About a year and a half ago, I was in a place where the slightest mistake would trigger me to reset. Clanked shield an extra time? Reset. Had to set skew twice? Screw this game, reset. These are really miniscule timelosses, and any of those runs, especially where the "mistake" in question was early on, could easily have PB'ed. Learning to persist on runs through those small timelosses took me a really long time, and I'm definitely not done yet. Part of what helps me with that is just not looking at the timer. LiveSplit supports global keybinds, but I inevitably type something in discord and screw it up, so instead I just hide it behind my other windows and I'm miraculously much happier. Maybe the real time was the friends we made along the way. It took me a really long time to get used to not being able to glance over and see just how far behind I was, but in the long run, hiding the timer from my view for most of a run has been enormously beneficial to my speedrunning mental.
The second major component for me is to defy my previously stated rule of continuing to talk while on stream. I find that if I start complaining too much about something that happens in a run, even if I'm just doing it to fill in the silence, I eventually start feeling more than proportionally angry about it. Actually, I only made that realization a few days ago, when I "ragequit" a stream for like the sixth time in 8 days, and then took a second to think about it. I decided to restart my stream, with my mic muted, as an experiment, and lo and behold, even though stupid stuff happened (as always), I wasn't as frustrated as when I could immediately and angrily react verbally. Even in the like two days since I've been consciously thinking about just not complaining heavily about things that happen in a run, I've noticed real mentality improvements, if not speed improvements (sadge).
Finally, doing "no-reset" runs has improved my mentality towards resets. As any runner knows, a true no reset is a cage that you fight against constantly, wishing you could just bail out as the red numbers get bigger and bigger. However, the "low-reset" strategy can be super helpful. As I said earlier, for a long time I would reset runs for the stupidest things ever, which was incredibly frustrating, even if I didn't know at the time that that's what the problem was. Transitioning to resetting significantly less was ridiculously difficult. I not only had to suppress the speed demon railing against the tiniest of suboptimal runs, I now had to fight against muscle memory for returning to the title screen after a failed trick or missed input. Overall though, I think that just forcing myself not to reset so much hugely improved my view of the game and of myself.

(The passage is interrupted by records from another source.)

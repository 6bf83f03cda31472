use std::fmt;

use thiserror::Error;

/// Reasons an identifier (or another caller-supplied value) is rejected
/// before any storage access happens.
#[derive(Debug, Clone, Copy, PartialEq, Eq, Error)]
pub enum ValidationError {
    #[error("identifier is empty")]
    EmptyKey,

    #[error("identifier exceeds 256 characters")]
    KeyTooLong,

    #[error("identifier contains characters outside the allowed alphabet")]
    InvalidFormat,

    #[error("button response {0} is outside the range 0-3")]
    InvalidButtonResponse(i64),

    #[error("unlock key and verify key must both be present")]
    MissingKeyMaterial,
}

/// The storage operation that failed. Carried by [`StorageError`] so callers
/// can tell which call went wrong without inspecting driver messages.
#[derive(Debug, Clone, Copy, PartialEq, Eq)]
pub enum StorageOp {
    Connect,
    Find,
    Save,
    Delete,
    EnsureSchema,
}

impl fmt::Display for StorageOp {
    fn fmt(&self, f: &mut fmt::Formatter<'_>) -> fmt::Result {
        match self {
            StorageOp::Connect => write!(f, "connect"),
            StorageOp::Find => write!(f, "find"),
            StorageOp::Save => write!(f, "save"),
            StorageOp::Delete => write!(f, "delete"),
            StorageOp::EnsureSchema => write!(f, "ensure_schema"),
        }
    }
}

/// A failure below the repository surface (connectivity, constraint
/// violation, driver timeout, corrupt row).
///
/// The message is built from the operation name and the underlying cause
/// only. Bound parameter values never reach it.
#[derive(Debug, Error)]
#[error("{op} failed: {source}")]
pub struct StorageError {
    op: StorageOp,
    #[source]
    source: Box<dyn std::error::Error + Send + Sync>,
}

impl StorageError {
    pub fn new(op: StorageOp, source: impl Into<Box<dyn std::error::Error + Send + Sync>>) -> Self {
        Self {
            op,
            source: source.into(),
        }
    }

    pub fn op(&self) -> StorageOp {
        self.op
    }
}

/// Every outcome other than success that the identity repository can return.
#[derive(Debug, Error)]
pub enum IdentityError {
    #[error("invalid input: {0}")]
    Validation(#[from] ValidationError),

    #[error("no identity supplied")]
    NilInput,

    #[error("identity not found")]
    NotFound,

    #[error("storage error: {0}")]
    Storage(#[from] StorageError),

    #[error("operation cancelled")]
    Cancelled,

    #[error("operation deadline exceeded")]
    DeadlineExceeded,

    #[error("secure identity has already been destroyed")]
    Destroyed,
}

impl IdentityError {
    /// True for `Cancelled` and `DeadlineExceeded`.
    pub fn is_cancellation(&self) -> bool {
        matches!(self, IdentityError::Cancelled | IdentityError::DeadlineExceeded)
    }
}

A reset is a failure, no matter how you frame it, and reducing the frequency of said failures, even without necessarily reducing the frequency of other failures within the run, was really good for my speedrunning self-image. Resetting less also has the advantage of giving you more chances to practice later-game tricks and stuff in a more run-like environment rather than in a practice stream where everything works 100% of the time until you enact it into a real run.
I guess the main way I keep myself from losing performance because of mental is just to keep track of it. While running, I consciously hide the timer, consciously keep calm even when FUCKING BULLSHIT GAME FUCK SHIT, consciously don't complain excessively. It's a lot of work, and I'm nowhere near great at doing it, but just making the effort has helped me a lot, and I think it can help a lot of other runners as well. Even the stubbornest perfectionists (me) can evidently benefit. While these are just my experiences and the specific things that are helping me improve myself and my mentality about speedrunning, I hope they can be helpful to other runners who suffer from the same problems.